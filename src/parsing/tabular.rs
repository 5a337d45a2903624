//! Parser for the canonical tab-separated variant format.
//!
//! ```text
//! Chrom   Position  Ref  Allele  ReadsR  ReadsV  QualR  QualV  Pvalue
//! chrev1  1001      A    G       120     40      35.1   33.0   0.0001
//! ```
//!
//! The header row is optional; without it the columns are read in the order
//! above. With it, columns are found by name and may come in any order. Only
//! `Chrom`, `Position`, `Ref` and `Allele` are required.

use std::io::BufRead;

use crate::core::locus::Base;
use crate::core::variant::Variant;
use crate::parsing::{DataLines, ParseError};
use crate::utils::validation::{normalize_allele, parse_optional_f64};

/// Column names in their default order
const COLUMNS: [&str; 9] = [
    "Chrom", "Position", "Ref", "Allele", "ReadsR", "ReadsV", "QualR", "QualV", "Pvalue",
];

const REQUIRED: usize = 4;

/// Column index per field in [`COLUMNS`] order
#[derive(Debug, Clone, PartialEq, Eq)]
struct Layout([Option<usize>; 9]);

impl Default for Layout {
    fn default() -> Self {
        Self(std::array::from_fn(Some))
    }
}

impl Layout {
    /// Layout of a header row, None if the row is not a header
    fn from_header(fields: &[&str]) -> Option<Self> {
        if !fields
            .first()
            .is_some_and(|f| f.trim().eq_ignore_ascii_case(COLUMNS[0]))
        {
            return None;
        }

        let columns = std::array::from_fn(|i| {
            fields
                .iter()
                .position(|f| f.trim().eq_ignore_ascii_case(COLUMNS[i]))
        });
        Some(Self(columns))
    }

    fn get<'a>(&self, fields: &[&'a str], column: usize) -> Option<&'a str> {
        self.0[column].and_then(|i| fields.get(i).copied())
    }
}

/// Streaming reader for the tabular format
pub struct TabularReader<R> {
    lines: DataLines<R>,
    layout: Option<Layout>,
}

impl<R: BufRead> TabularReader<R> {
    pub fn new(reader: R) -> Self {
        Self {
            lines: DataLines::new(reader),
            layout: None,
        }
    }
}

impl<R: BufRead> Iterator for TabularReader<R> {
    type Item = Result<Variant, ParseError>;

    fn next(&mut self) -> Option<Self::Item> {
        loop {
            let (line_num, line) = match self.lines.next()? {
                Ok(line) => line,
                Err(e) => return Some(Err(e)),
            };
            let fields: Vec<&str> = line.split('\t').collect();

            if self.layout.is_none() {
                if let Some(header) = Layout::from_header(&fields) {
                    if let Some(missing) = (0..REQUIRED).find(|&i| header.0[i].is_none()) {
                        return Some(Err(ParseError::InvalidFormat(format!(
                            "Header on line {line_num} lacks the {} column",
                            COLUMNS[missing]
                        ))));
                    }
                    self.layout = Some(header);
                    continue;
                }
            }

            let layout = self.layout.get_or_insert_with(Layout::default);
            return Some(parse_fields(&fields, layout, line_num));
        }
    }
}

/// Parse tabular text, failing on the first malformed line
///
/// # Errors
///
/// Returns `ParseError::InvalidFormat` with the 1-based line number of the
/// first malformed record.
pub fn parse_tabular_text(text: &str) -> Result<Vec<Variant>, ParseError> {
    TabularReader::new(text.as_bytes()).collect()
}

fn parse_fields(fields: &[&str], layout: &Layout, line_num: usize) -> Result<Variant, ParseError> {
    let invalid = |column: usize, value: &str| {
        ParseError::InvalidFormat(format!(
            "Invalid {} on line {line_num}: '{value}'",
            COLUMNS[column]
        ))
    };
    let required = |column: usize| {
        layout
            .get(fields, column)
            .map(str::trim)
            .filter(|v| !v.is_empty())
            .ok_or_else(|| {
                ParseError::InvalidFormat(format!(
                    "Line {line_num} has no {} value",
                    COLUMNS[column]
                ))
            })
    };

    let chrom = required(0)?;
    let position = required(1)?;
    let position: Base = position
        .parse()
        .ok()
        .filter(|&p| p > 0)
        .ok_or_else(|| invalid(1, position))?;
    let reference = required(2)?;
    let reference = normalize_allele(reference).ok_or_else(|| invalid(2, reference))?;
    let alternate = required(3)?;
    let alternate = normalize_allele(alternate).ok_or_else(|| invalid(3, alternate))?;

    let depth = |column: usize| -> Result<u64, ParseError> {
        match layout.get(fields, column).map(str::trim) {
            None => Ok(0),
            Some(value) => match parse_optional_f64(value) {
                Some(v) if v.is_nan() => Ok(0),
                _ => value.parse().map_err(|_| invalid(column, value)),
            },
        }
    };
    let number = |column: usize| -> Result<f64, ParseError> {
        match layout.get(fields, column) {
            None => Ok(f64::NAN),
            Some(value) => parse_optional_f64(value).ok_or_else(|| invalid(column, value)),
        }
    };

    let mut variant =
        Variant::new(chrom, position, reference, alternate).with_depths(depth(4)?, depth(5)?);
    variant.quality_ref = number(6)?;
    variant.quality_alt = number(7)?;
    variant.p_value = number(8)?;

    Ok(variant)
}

================

**Exercise details**
Set down exactly the lines above, from the one containing "let mut variant" to the final line of the material, with both ends kept and no other lines.

**Result for this task**
    let mut variant =
        Variant::new(chrom, position, reference, alternate).with_depths(depth(4)?, depth(5)?);
    variant.quality_ref = number(6)?;
    variant.quality_alt = number(7)?;
    variant.p_value = number(8)?;

    Ok(variant)
}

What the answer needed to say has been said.